Wednesday, February 8, 2012

Letting the Train (Not) Take the Strain

A report carried by Daily NK this morning brings news of the unwelcome return of roofriding, i.e. the practice of travelling on the roof (of a train, in this case), as undertaken by people in low income countries worldwide.

It is unclear whether people are riding on the roofs of trains nationwide; however, it is clear that they are doing so between mountainous Musan and Chongjin, two cities in North Hamkyung Province. But what we also do know, as the article reports, is that power shortages are the talk of the diplomatic community in Pyongyang as well, and one thing that is taught to students taking North Korea Watching 101 on day one is that if things are getting worse in Pyongyang then they have already gotten worse in the provinces.

Thus, we can assume that if there is a shortage of electricity in Pyongyang then there is also a more serious one in the provinces, and if that is true then there must also be a shortage of trains everywhere (since the vast majority of North Korea's main train lines are electrified). This may well be resulting in nationwide roofriding.

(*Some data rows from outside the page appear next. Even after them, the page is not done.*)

//! Root directory handling.
//!
//! By default the finder walks roots exactly as given, so a root nested
//! inside another root has its files discovered once per root. When root
//! deduplication is enabled, [`dedupe_roots`] canonicalises the roots and
//! drops repeats and nested roots before traversal.

use std::path::PathBuf;

/// Canonicalise `roots`, dropping exact repeats and roots nested in another root.
///
/// The order of the surviving roots follows their first appearance. Roots
/// that cannot be canonicalised are kept as given and logged, so the walk
/// can still report them.
///
/// # Example
///
/// ```no_run
/// use filedup::scanner::dedupe_roots;
/// use std::path::PathBuf;
///
/// let roots = dedupe_roots(&[PathBuf::from("/data"), PathBuf::from("/data/photos")]);
/// assert_eq!(roots, vec![PathBuf::from("/data")]);
/// ```
#[must_use]
pub fn dedupe_roots(roots: &[PathBuf]) -> Vec<PathBuf> {
    let canonical: Vec<PathBuf> = roots
        .iter()
        .map(|root| match root.canonicalize() {
            Ok(path) => path,
            Err(e) => {
                log::warn!("Cannot canonicalize {}: {}", root.display(), e);
                root.clone()
            }
        })
        .collect();

    let mut kept: Vec<PathBuf> = Vec::with_capacity(canonical.len());
    for (idx, root) in canonical.iter().enumerate() {
        if kept.contains(root) {
            log::debug!("Dropping repeated root {}", root.display());
            continue;
        }
        let nested = canonical
            .iter()
            .enumerate()
            .any(|(other_idx, other)| other_idx != idx && other != root && root.starts_with(other));
        if nested {
            log::info!(
                "Dropping root {} because it is inside another root",
                root.display()
            );
            continue;
        }
        kept.push(root.clone());
    }
    kept
}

The line in question from Musan to Chongjin, which is where the evidence of roofriding has emerged from, branches off from the main Pyongra Line, which takes in Hamheung and Chongjin on its way up the industrial east coast to Rajin and, for those lucky enough, travels onward to Russia. Trains on the line run with ten carriages from Pyongyang to Chongjin, before splitting and one part travelling on to Musan, a border town, the other to Tumengang. Tickets are sold for numbered seats.

The hitch is that the source says there is insufficient power to run the scheduled twice or thrice weekly service, so it is currently only running once. This (hopefully only) temporarily reduced service is not being scheduled, causing the whole thing to become a big, competitive guessing game.

Imagine a train arriving in Chongjin after a 22-hour journey, with passengers (mostly) seated. The part of said train that is travelling to Musan is decoupled, and the waiting commences. Naturally, during the wait more passengers arrive. Needless to say, if today's train is also yesterday's train, then yesterday's passenger is still in today's passenger's seat, so today's passenger either has to fight for it or, with possession being nine-tenths of the law, sit on the floor. Within three days the carriage is packed to the gunnels, leading day four's arrivals to take to the areas between the carriages. By day five, there are people on the roof. It is, as reporter Choi Song Min put it, "Completely inevitable."

The sanguine acceptance of this scenario to be found in many parts of South and Southeast Asia (though not here, granted) is nowhere in evidence in North Korea, however, and the railway police naturally strive to get roofriders off the roof. Anecdotal evidence suggests that this is mostly because they don't want Party cadres to see the roofriders, but regardless of the reason it leads to much jostling, argument and bribery. The whole thing, Choi says, "is a complete mess."

However, the bigger question for local people is apparently whether the return of roofriding could actually indicate a wider malaise that might even portend a return to the 1990s famine "nightmare." However, this is unlikely; and, as with most things, that is due to the jangmadang.

It is probable that all the fuel needed to generate 24-hour electricity for Pyongyang during the mourning period for Kim Jong Il took the stuffing out of state reserves at a time of year that is already known for its electricity shortages (winter in Korea is as dry as bone, and North Korea's energy mix contains a great degree of hydroelectric generation). China allegedly delivered food and fuel to North Korea in January, perhaps offering evidence of temporal shortages.

But such a lack of fuel for electricity does not in any way indicate that North Korea is heading from food insecurity to famine. For while electricity for state railways is a state concern, food is delivered privately through the market. It goes without saying that the market is working much the better of the two.